::: RECORDED INFORMATION :::
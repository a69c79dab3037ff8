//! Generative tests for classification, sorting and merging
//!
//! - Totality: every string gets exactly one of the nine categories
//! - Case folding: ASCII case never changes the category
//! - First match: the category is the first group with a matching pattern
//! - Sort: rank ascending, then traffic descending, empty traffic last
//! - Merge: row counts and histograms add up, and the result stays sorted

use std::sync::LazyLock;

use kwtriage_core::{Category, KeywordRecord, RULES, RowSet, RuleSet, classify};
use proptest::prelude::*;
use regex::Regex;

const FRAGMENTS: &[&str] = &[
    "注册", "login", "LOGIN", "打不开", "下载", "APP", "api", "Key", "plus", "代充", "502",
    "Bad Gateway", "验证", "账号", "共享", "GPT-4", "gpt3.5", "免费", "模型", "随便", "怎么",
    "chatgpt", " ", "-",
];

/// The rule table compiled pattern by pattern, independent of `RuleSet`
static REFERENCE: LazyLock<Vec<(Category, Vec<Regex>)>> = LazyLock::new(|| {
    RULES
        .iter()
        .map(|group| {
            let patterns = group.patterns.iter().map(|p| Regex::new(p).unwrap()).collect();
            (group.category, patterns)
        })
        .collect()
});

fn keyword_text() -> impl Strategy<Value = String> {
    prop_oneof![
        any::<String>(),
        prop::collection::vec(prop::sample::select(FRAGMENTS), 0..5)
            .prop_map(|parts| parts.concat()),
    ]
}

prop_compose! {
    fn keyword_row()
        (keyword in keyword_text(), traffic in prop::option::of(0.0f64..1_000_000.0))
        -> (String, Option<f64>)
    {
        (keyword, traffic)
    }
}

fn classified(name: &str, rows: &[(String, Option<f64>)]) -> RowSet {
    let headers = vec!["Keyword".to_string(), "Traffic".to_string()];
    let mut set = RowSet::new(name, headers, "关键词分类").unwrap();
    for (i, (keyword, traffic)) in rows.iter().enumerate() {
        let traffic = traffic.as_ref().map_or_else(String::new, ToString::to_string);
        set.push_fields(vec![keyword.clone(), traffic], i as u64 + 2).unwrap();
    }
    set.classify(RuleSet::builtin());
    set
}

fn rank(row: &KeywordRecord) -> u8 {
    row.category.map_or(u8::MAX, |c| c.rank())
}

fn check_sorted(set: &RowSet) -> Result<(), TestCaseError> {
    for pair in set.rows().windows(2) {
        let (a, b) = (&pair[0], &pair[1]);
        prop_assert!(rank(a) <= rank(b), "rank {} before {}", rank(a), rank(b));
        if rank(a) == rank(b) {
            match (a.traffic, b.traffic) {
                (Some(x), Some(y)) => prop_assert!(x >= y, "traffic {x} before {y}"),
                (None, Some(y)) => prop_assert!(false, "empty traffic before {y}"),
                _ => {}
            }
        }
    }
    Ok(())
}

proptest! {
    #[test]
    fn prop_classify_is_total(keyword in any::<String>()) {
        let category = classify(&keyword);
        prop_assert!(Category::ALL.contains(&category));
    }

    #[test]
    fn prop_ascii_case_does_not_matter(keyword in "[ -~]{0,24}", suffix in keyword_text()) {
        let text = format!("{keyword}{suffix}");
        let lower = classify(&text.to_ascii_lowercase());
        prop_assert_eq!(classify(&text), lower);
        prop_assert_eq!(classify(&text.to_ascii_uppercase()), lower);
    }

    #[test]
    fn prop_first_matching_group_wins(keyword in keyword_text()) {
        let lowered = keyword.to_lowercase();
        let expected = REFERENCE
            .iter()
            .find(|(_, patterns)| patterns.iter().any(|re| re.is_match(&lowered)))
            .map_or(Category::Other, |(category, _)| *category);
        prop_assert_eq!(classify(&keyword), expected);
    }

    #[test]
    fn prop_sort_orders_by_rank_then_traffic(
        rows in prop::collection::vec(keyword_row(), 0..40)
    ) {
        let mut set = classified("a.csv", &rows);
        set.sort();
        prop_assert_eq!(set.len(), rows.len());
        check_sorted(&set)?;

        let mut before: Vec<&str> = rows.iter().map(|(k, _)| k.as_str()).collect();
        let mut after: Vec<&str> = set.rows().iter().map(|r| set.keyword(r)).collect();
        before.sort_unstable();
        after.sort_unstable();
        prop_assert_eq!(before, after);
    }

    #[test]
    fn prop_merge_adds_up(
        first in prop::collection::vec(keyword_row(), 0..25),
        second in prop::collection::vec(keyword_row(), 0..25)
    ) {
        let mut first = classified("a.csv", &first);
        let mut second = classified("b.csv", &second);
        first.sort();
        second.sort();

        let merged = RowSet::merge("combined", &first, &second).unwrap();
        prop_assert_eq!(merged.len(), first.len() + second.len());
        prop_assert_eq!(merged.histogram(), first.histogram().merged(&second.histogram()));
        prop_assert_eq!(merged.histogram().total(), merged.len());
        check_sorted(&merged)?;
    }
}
:::
::: RECORDED INFORMATION :::
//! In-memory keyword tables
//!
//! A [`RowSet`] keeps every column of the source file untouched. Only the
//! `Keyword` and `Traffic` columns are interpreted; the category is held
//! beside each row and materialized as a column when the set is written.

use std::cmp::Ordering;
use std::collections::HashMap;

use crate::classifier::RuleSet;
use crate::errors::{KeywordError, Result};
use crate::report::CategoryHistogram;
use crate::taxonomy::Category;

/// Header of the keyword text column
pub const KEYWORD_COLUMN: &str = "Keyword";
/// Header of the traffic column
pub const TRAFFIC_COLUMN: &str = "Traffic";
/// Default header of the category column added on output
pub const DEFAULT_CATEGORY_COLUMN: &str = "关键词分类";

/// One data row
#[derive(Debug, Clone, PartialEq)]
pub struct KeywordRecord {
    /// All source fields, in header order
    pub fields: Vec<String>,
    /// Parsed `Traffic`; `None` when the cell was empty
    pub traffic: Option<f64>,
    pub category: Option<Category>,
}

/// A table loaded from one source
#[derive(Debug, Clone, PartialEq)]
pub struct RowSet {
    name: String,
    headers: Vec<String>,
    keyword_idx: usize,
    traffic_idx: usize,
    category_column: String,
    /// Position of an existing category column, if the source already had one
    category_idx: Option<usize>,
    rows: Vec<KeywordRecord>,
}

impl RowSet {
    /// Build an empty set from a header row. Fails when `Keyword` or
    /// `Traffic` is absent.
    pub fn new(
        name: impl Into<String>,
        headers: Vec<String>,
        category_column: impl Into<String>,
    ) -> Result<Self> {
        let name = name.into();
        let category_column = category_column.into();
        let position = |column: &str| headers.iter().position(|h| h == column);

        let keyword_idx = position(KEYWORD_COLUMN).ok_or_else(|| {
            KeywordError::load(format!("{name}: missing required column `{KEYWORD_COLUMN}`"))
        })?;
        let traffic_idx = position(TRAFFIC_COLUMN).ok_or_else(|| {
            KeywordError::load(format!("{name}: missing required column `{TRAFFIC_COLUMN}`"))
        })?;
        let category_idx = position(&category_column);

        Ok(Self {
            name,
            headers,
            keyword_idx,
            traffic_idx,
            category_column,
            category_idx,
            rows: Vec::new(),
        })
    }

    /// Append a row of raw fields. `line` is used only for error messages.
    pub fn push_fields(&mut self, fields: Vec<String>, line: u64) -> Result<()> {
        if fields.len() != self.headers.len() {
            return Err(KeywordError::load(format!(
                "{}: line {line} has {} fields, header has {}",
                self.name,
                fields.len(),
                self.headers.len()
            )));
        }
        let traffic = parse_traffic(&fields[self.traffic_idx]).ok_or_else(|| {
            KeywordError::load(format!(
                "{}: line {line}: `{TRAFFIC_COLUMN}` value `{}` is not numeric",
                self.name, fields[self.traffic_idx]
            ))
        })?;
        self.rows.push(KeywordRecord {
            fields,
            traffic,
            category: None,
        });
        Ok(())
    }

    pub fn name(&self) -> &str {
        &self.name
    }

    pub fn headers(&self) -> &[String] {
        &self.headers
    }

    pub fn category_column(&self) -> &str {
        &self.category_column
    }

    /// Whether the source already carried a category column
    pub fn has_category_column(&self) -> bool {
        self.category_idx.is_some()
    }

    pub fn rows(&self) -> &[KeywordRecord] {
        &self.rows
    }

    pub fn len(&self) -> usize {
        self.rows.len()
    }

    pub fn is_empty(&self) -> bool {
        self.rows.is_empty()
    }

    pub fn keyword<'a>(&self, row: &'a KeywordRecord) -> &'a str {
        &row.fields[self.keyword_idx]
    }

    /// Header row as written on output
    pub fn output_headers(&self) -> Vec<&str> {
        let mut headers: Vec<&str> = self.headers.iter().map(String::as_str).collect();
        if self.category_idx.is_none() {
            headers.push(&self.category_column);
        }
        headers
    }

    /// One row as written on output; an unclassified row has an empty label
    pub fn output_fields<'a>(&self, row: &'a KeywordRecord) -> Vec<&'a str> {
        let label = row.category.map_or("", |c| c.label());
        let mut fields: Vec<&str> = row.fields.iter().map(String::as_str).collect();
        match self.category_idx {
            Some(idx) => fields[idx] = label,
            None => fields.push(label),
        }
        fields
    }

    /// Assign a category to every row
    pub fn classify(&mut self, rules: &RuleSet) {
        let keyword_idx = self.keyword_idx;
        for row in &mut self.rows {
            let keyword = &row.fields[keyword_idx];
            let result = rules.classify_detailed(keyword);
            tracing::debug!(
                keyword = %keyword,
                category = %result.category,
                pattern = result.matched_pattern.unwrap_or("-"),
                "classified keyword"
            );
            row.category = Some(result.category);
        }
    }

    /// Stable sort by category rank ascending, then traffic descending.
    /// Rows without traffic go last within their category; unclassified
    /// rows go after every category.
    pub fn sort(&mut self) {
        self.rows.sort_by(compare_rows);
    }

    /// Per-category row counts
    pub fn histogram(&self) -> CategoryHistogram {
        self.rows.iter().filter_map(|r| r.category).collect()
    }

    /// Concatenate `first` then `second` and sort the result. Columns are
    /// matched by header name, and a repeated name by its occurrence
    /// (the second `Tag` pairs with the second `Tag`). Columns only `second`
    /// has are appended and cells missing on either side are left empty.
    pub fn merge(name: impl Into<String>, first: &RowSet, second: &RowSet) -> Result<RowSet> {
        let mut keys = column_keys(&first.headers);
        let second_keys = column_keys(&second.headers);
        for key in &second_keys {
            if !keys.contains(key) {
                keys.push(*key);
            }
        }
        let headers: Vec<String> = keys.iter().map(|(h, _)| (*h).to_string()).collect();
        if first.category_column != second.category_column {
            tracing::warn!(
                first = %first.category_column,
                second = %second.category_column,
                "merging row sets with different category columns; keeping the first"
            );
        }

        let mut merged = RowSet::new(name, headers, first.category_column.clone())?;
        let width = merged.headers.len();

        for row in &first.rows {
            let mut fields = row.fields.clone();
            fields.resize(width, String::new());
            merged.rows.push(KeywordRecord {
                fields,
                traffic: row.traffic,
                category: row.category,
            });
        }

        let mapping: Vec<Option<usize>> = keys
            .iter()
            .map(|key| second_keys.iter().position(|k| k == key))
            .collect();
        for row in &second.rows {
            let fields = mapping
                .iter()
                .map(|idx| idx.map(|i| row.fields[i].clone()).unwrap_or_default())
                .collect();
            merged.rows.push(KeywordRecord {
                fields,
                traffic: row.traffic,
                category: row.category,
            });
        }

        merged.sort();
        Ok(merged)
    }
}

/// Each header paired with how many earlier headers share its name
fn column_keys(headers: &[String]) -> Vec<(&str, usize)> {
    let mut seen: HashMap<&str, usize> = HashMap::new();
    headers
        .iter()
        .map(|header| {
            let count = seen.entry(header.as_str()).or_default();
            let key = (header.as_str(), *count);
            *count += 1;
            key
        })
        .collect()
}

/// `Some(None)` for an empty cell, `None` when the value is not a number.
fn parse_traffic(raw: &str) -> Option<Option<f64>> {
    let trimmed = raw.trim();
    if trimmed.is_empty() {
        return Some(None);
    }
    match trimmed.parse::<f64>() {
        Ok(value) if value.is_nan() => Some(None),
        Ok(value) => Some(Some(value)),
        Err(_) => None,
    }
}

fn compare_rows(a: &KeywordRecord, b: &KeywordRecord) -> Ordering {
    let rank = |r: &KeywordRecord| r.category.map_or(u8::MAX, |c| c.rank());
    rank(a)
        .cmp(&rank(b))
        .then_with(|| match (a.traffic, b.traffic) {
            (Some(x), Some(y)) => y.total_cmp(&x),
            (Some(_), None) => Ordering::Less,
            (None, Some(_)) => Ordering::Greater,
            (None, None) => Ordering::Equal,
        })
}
:::
# WHAT TO PRODUCE
What are the lines above, starting at the one with "repository a69c79dab3037ff8" and ending at the one with "a matching pattern"? Give them again exactly, and only them.

# WRITTEN SOLUTION
repository a69c79dab3037ff8
//! Generative tests for classification, sorting and merging
//!
//! - Totality: every string gets exactly one of the nine categories
//! - Case folding: ASCII case never changes the category
//! - First match: the category is the first group with a matching pattern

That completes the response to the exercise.